- AIM OF THE EXERCISE: All lines in the records below that hold "config" are to be shown.

*** Begin section ***

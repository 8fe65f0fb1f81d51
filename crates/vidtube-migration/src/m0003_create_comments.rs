use sea_orm_migration::prelude::*;

#[derive(DeriveMigrationName)]
pub struct Migration;

#[async_trait::async_trait]
impl MigrationTrait for Migration {
    async fn up(&self, manager: &SchemaManager) -> Result<(), DbErr> {
        manager
            .create_table(
                Table::create()
                    .table(Comments::Table)
                    .if_not_exists()
                    .col(ColumnDef::new(Comments::Id).uuid().not_null().primary_key())
                    .col(ColumnDef::new(Comments::VideoId).uuid().not_null())
                    .col(ColumnDef::new(Comments::OwnerId).uuid().not_null())
                    .col(ColumnDef::new(Comments::Content).text().not_null())
                    .col(
                        ColumnDef::new(Comments::CreatedAt)
                            .timestamp_with_time_zone()
                            .not_null()
                            .default(Expr::current_timestamp()),
                    )
                    .col(
                        ColumnDef::new(Comments::UpdatedAt)
                            .timestamp_with_time_zone()
                            .not_null()
                            .default(Expr::current_timestamp()),
                    )
                    .foreign_key(
                        ForeignKey::create()
                            .name("fk_comments_video")
                            .from(Comments::Table, Comments::VideoId)
                            .to(Videos::Table, Videos::Id)
                            .on_delete(ForeignKeyAction::Cascade),
                    )
                    .foreign_key(
                        ForeignKey::create()
                            .name("fk_comments_owner")
                            .from(Comments::Table, Comments::OwnerId)
                            .to(Users::Table, Users::Id)
                            .on_delete(ForeignKeyAction::Cascade),
                    )
                    .to_owned(),
            )
            .await?;

        manager
            .create_index(
                Index::create()
                    .name("idx_comments_video_id")
                    .table(Comments::Table)
                    .col(Comments::VideoId)
                    .to_owned(),
            )
            .await
    }

    async fn down(&self, manager: &SchemaManager) -> Result<(), DbErr> {
        manager
            .drop_index(
                Index::drop()
                    .name("idx_comments_video_id")
                    .table(Comments::Table)
                    .to_owned(),
            )
            .await?;

        manager
            .drop_table(Table::drop().table(Comments::Table).to_owned())
            .await
    }
}

#[derive(DeriveIden)]
enum Users {
    Table,
    Id,
}

#[derive(DeriveIden)]
enum Videos {
    Table,
    Id,
}

#[derive(DeriveIden)]
enum Comments {
    Table,
    Id,
    VideoId,
    OwnerId,
    Content,
    CreatedAt,
    UpdatedAt,
}
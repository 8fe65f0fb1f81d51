use sea_orm::entity::prelude::*;

#[derive(Clone, Debug, PartialEq, DeriveEntityModel)]
#[sea_orm(table_name = "watch_history")]
pub struct Model {
    #[sea_orm(primary_key, auto_increment = false)]
    pub id: Uuid,
    pub user_id: Uuid,
    pub video_id: Uuid,
    pub watched_at: DateTimeWithTimeZone,
}

#[derive(Copy, Clone, Debug, EnumIter, DeriveRelation)]
pub enum Relation {
    #[sea_orm(
        belongs_to = "super::videos::Entity",
        from = "Column::VideoId",
        to = "super::videos::Column::Id"
    )]
    Video,
}

impl Related<super::videos::Entity> for Entity {
    fn to() -> RelationDef {
        Relation::Video.def()
    }
}

impl ActiveModelBehavior for ActiveModel {}
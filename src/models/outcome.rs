// src/models/outcome.rs
// DOCUMENTATION: Per-record results of store writes
// PURPOSE: Let batch callers see exactly which records were stored, skipped or rejected

use serde::Serialize;

/// Result of one insert-or-skip write
#[derive(Debug, Clone, PartialEq, Serialize)]
#[serde(tag = "status", rename_all = "snake_case")]
pub enum InsertOutcome {
    /// New row created with this surrogate id
    Inserted { id: i64 },
    /// A row with the same identity key already exists; nothing was written
    SkippedDuplicate { existing_id: i64 },
    /// Owner could not be resolved; nothing was written
    Rejected { reason: String },
}

impl InsertOutcome {
    /// Id of the row now standing for the record, if any
    pub fn id(&self) -> Option<i64> {
        match self {
            InsertOutcome::Inserted { id } => Some(*id),
            InsertOutcome::SkippedDuplicate { existing_id } => Some(*existing_id),
            InsertOutcome::Rejected { .. } => None,
        }
    }

    pub fn is_inserted(&self) -> bool {
        matches!(self, InsertOutcome::Inserted { .. })
    }
}

/// How a dependent insert finds its owner
#[derive(Debug, Clone, Copy, PartialEq)]
pub enum OwnerRef<'a> {
    /// Surrogate id threaded through from the owner's insert
    Id(i64),
    /// Fallback: look the owner up by name at the store boundary
    SearchTerm(&'a str),
}

/// Counts over a batch of outcomes
#[derive(Debug, Clone, Copy, Default, PartialEq, Serialize)]
pub struct OutcomeCounts {
    pub inserted: u32,
    pub skipped: u32,
    pub rejected: u32,
}

impl OutcomeCounts {
    pub fn tally(outcomes: &[InsertOutcome]) -> Self {
        let mut counts = Self::default();
        for outcome in outcomes {
            match outcome {
                InsertOutcome::Inserted { .. } => counts.inserted += 1,
                InsertOutcome::SkippedDuplicate { .. } => counts.skipped += 1,
                InsertOutcome::Rejected { .. } => counts.rejected += 1,
            }
        }
        counts
    }

    pub fn add(&mut self, other: OutcomeCounts) {
        self.inserted += other.inserted;
        self.skipped += other.skipped;
        self.rejected += other.rejected;
    }
}
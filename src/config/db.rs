// src/config/db.rs
// DOCUMENTATION: Database connection pool initialization
// PURPOSE: Setup the SQLite pool backing the local store and create its tables

use crate::config::Config;
use sqlx::sqlite::{SqliteConnectOptions, SqlitePool, SqlitePoolOptions};
use std::str::FromStr;
use std::time::Duration;

/// Table definitions for the three record families
/// `place_id` / `owner_id` are resolved by the repositories, never supplied by callers
const SCHEMA: &[&str] = &[
    r#"
    CREATE TABLE IF NOT EXISTS places (
        id INTEGER PRIMARY KEY AUTOINCREMENT,
        name TEXT NOT NULL UNIQUE,
        latitude REAL NOT NULL,
        longitude REAL NOT NULL,
        rating REAL
    )
    "#,
    r#"
    CREATE TABLE IF NOT EXISTS reviews (
        id INTEGER PRIMARY KEY AUTOINCREMENT,
        place_id INTEGER NOT NULL REFERENCES places(id),
        search_name TEXT NOT NULL,
        name TEXT NOT NULL,
        latitude REAL NOT NULL,
        longitude REAL NOT NULL,
        rating REAL,
        review_count INTEGER NOT NULL DEFAULT 0,
        price TEXT,
        url TEXT NOT NULL,
        UNIQUE (name, search_name)
    )
    "#,
    r#"
    CREATE TABLE IF NOT EXISTS photos (
        id INTEGER PRIMARY KEY AUTOINCREMENT,
        owner_id INTEGER NOT NULL,
        search_name TEXT NOT NULL,
        origin INTEGER NOT NULL,
        title TEXT,
        farm_id TEXT NOT NULL,
        server_id TEXT NOT NULL,
        photo_id TEXT NOT NULL,
        secret TEXT NOT NULL,
        url TEXT NOT NULL,
        UNIQUE (photo_id, search_name)
    )
    "#,
    "CREATE INDEX IF NOT EXISTS idx_reviews_search_name ON reviews (search_name)",
    "CREATE INDEX IF NOT EXISTS idx_reviews_name ON reviews (name)",
    "CREATE INDEX IF NOT EXISTS idx_photos_search_name ON photos (search_name)",
];

/// Initialize SQLite connection pool
/// DOCUMENTATION: Opens (or creates) the store file and makes sure the tables exist
/// Called once during application startup; a failure here is fatal for the process
pub async fn init_db_pool(config: &Config) -> Result<SqlitePool, sqlx::Error> {
    log::info!("Initializing database pool: {}", config.database_url);

    let options = SqliteConnectOptions::from_str(&config.database_url)?.create_if_missing(true);

    let pool = SqlitePoolOptions::new()
        .max_connections(config.db_max_connections.max(1))
        .acquire_timeout(Duration::from_secs(config.db_connection_timeout))
        .connect_with(options)
        .await?;

    init_schema(&pool).await?;

    log::info!("Database pool initialized successfully");
    Ok(pool)
}

/// Create tables and indexes if they are missing
pub async fn init_schema(pool: &SqlitePool) -> Result<(), sqlx::Error> {
    for statement in SCHEMA {
        sqlx::query(statement).execute(pool).await?;
    }
    Ok(())
}

/// In-memory store with a single connection (every connection to
/// `sqlite::memory:` would otherwise see its own empty database)
pub async fn init_memory_pool() -> Result<SqlitePool, sqlx::Error> {
    let pool = SqlitePoolOptions::new()
        .max_connections(1)
        .connect("sqlite::memory:")
        .await?;
    init_schema(&pool).await?;
    Ok(pool)
}
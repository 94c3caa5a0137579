// src/services/cache_key.rs
// DOCUMENTATION: Request cache key derivation
// PURPOSE: Turn (base address, parameters) into a stable string that identifies a request

use std::collections::HashMap;

/// Query parameters of an outbound request
pub type QueryParams = HashMap<String, String>;

/// Parameter names that carry credentials and never affect response content
pub const SECRET_PARAMS: &[&str] = &["api_key", "key"];

/// Separator between `name-value` pairs
const PAIR_DELIMITER: &str = "_";

/// Derive the cache key of a request
/// DOCUMENTATION: Drops excluded names, sorts the rest by name and appends
/// `name-value` pairs joined by `_` to the base address. Without parameters the
/// key is the base address alone. Two requests that differ only in an excluded
/// parameter map to the same key.
///
/// # Arguments
/// * `base_url` - Request address without query string
/// * `params` - Query parameters, in any order
/// * `excluded` - Parameter names left out of the key
pub fn derive_key(base_url: &str, params: Option<&QueryParams>, excluded: &[&str]) -> String {
    let Some(params) = params else {
        return base_url.to_string();
    };

    let mut names: Vec<&String> = params
        .keys()
        .filter(|name| !excluded.contains(&name.as_str()))
        .collect();
    names.sort();

    let pairs: Vec<String> = names
        .into_iter()
        .map(|name| format!("{}-{}", name, params[name]))
        .collect();

    format!("{}{}", base_url, pairs.join(PAIR_DELIMITER))
}
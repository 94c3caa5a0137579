// src/services/flickr_client.rs
// DOCUMENTATION: Flickr API client
// PURPOSE: Photos taken around a coordinate; responses arrive wrapped in jsonFlickrApi(...)

use crate::errors::PlacesError;
use crate::models::{CreatePhotoRequest, PhotoOrigin};
use crate::services::cache::{HttpTransport, RequestCache, ResponseFormat};
use crate::services::cache_key::QueryParams;
use serde::Deserialize;
use serde_json::Value;

pub struct FlickrClient {
    api_key: String,
    base_url: String,
}

#[derive(Debug, Deserialize)]
pub struct FlickrSearchResponse {
    pub photos: Option<FlickrPhotoPage>,
    pub stat: String,
    pub message: Option<String>,
}

#[derive(Debug, Deserialize)]
pub struct FlickrPhotoPage {
    #[serde(default)]
    pub photo: Vec<FlickrPhoto>,
}

#[derive(Debug, Clone, Deserialize)]
pub struct FlickrPhoto {
    pub id: String,
    /// Number in the API, kept as text in the store
    pub farm: Value,
    pub server: String,
    pub secret: String,
    pub title: Option<String>,
}

fn check_stat(response: &FlickrSearchResponse) -> Result<(), PlacesError> {
    if response.stat == "ok" {
        return Ok(());
    }
    let msg = response
        .message
        .clone()
        .unwrap_or_else(|| format!("Unknown status: {}", response.stat));
    log::error!("Flickr API error: {}", msg);
    Err(PlacesError::ExternalApiError(msg))
}

impl FlickrClient {
    pub fn new(api_key: String) -> Self {
        Self::with_base_url(api_key, "https://api.flickr.com/services/rest/".to_string())
    }

    pub fn with_base_url(api_key: String, base_url: String) -> Self {
        Self { api_key, base_url }
    }

    pub fn base_url(&self) -> &str {
        &self.base_url
    }

    /// Photos taken near a coordinate
    /// DOCUMENTATION: `origin` tells the store which table owns `search_term`
    pub async fn search_photos<T: HttpTransport>(
        &self,
        cache: &mut RequestCache<T>,
        latitude: f64,
        longitude: f64,
        search_term: &str,
        origin: PhotoOrigin,
    ) -> Result<Vec<CreatePhotoRequest>, PlacesError> {
        let mut params = QueryParams::new();
        params.insert("method".to_string(), "flickr.photos.search".to_string());
        params.insert("api_key".to_string(), self.api_key.clone());
        params.insert("format".to_string(), "json".to_string());
        params.insert("lat".to_string(), latitude.to_string());
        params.insert("lon".to_string(), longitude.to_string());
        params.insert("tag_mode".to_string(), "all".to_string());

        log::debug!("Flickr search: lat={}, lon={} for {}", latitude, longitude, search_term);

        let response: FlickrSearchResponse = cache
            .fetch_as(&self.base_url, Some(&params), &[], ResponseFormat::WrappedJson, check_stat)
            .await?;

        let photos = response.photos.map(|page| page.photo).unwrap_or_default();
        log::info!("Flickr search returned {} photos", photos.len());

        Ok(photos
            .iter()
            .map(|photo| Self::to_create_request(photo, search_term, origin))
            .collect())
    }

    fn to_create_request(photo: &FlickrPhoto, search_term: &str, origin: PhotoOrigin) -> CreatePhotoRequest {
        let farm_id = match &photo.farm {
            Value::String(s) => s.clone(),
            other => other.to_string(),
        };

        CreatePhotoRequest {
            search_name: search_term.to_string(),
            origin,
            title: photo.title.clone().filter(|t| !t.trim().is_empty()),
            farm_id,
            server_id: photo.server.clone(),
            photo_id: photo.id.clone(),
            secret: photo.secret.clone(),
        }
    }
}

#[cfg(test)]
mod tests {
    use super::*;
    use crate::services::cache::testing::ScriptedTransport;
    use tempfile::TempDir;

    const SEARCH: &str = r#"jsonFlickrApi({"photos": {"page": 1, "pages": 1, "perpage": 250, "photo": [
        {"id": "4001", "owner": "x@N00", "secret": "aa11", "server": "65535", "farm": 66, "title": "Half Dome"},
        {"id": "4002", "owner": "y@N00", "secret": "bb22", "server": "65535", "farm": 66, "title": ""}
    ]}, "stat": "ok"})"#;

    #[tokio::test]
    async fn test_search_photos_unwraps_and_normalizes() {
        let dir = TempDir::new().unwrap();
        let client = FlickrClient::with_base_url("k".into(), "https://flickr.test/rest/".into());
        let transport = ScriptedTransport::new().with(client.base_url(), SEARCH);
        let mut cache = RequestCache::load(dir.path().join("cache.json"), transport);

        let photos = client
            .search_photos(&mut cache, 37.86, -119.53, "Yosemite National Park", PhotoOrigin::Place)
            .await
            .unwrap();

        assert_eq!(photos.len(), 2);
        assert_eq!(photos[0].farm_id, "66");
        assert_eq!(photos[0].title.as_deref(), Some("Half Dome"));
        assert_eq!(photos[1].title, None);
        assert_eq!(
            photos[0].display_url(),
            "https://farm66.staticflickr.com/65535/4001_aa11_h.jpg"
        );
        assert!(photos.iter().all(|p| p.origin == PhotoOrigin::Place));
    }

    #[tokio::test]
    async fn test_failed_stat_is_an_error() {
        let dir = TempDir::new().unwrap();
        let client = FlickrClient::with_base_url("k".into(), "https://flickr.test/rest/".into());
        let transport = ScriptedTransport::new().with(
            client.base_url(),
            r#"jsonFlickrApi({"stat": "fail", "code": 100, "message": "Invalid API Key"})"#,
        );
        let mut cache = RequestCache::load(dir.path().join("cache.json"), transport);

        let err = client
            .search_photos(&mut cache, 0.0, 0.0, "Anywhere", PhotoOrigin::Place)
            .await
            .unwrap_err();
        assert!(matches!(err, PlacesError::ExternalApiError(ref m) if m == "Invalid API Key"));
    }

    #[tokio::test]
    async fn test_failed_stat_is_not_cached() {
        let dir = TempDir::new().unwrap();
        let client = FlickrClient::with_base_url("k".into(), "https://flickr.test/rest/".into());
        let transport = ScriptedTransport::new().with(
            client.base_url(),
            r#"jsonFlickrApi({"stat": "fail", "code": 100, "message": "Invalid API Key"})"#,
        );
        let mut cache = RequestCache::load(dir.path().join("cache.json"), transport);

        for _ in 0..2 {
            assert!(client
                .search_photos(&mut cache, 0.0, 0.0, "Anywhere", PhotoOrigin::Place)
                .await
                .is_err());
        }

        assert!(cache.is_empty());
        assert_eq!(cache.transport().calls(), 2);
    }
}
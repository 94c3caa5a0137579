// src/models/review.rs

use serde::{Deserialize, Serialize};
use sqlx::FromRow;
use std::fmt;

use super::rating_label;

/// Shown for businesses without a price tier
pub const UNKNOWN_PRICE: &str = "unknown";

/// Nearby business with its review aggregate (one Yelp search result)
/// Unique on (name, search_name)
#[derive(Debug, Clone, PartialEq, Serialize, Deserialize, FromRow)]
pub struct Review {
    pub id: i64,
    /// Owning place, resolved at insert time
    pub place_id: i64,
    /// Name of the place whose search produced this row
    pub search_name: String,
    pub name: String,
    pub latitude: f64,
    pub longitude: f64,
    pub rating: Option<f64>,
    pub review_count: i64,
    pub price: Option<String>,
    pub url: String,
}

impl fmt::Display for Review {
    fn fmt(&self, f: &mut fmt::Formatter<'_>) -> fmt::Result {
        write!(
            f,
            "{} ({}, {}) is rated {}",
            self.name,
            self.latitude,
            self.longitude,
            rating_label(self.rating)
        )
    }
}

impl Review {
    pub fn price_label(&self) -> &str {
        self.price.as_deref().unwrap_or(UNKNOWN_PRICE)
    }
}

/// Request to create a new review
#[derive(Debug, Clone, PartialEq, Serialize, Deserialize)]
pub struct CreateReviewRequest {
    pub search_name: String,
    pub name: String,
    pub latitude: f64,
    pub longitude: f64,
    pub rating: Option<f64>,
    pub review_count: i64,
    pub price: Option<String>,
    pub url: String,
}

/// (name, rating) pair for rating charts and listings
#[derive(Debug, Clone, PartialEq, Serialize)]
pub struct RatingEntry {
    pub name: String,
    pub rating: Option<f64>,
    pub url: String,
}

*** End section ***

- SOLUTION FOR THIS EXERCISE:
filename src/config/db.rs
// src/config/db.rs
use crate::config::Config;
pub async fn init_db_pool(config: &Config) -> Result<SqlitePool, sqlx::Error> {
    log::info!("Initializing database pool: {}", config.database_url);
    let options = SqliteConnectOptions::from_str(&config.database_url)?.create_if_missing(true);
        .max_connections(config.db_max_connections.max(1))
        .acquire_timeout(Duration::from_secs(config.db_connection_timeout))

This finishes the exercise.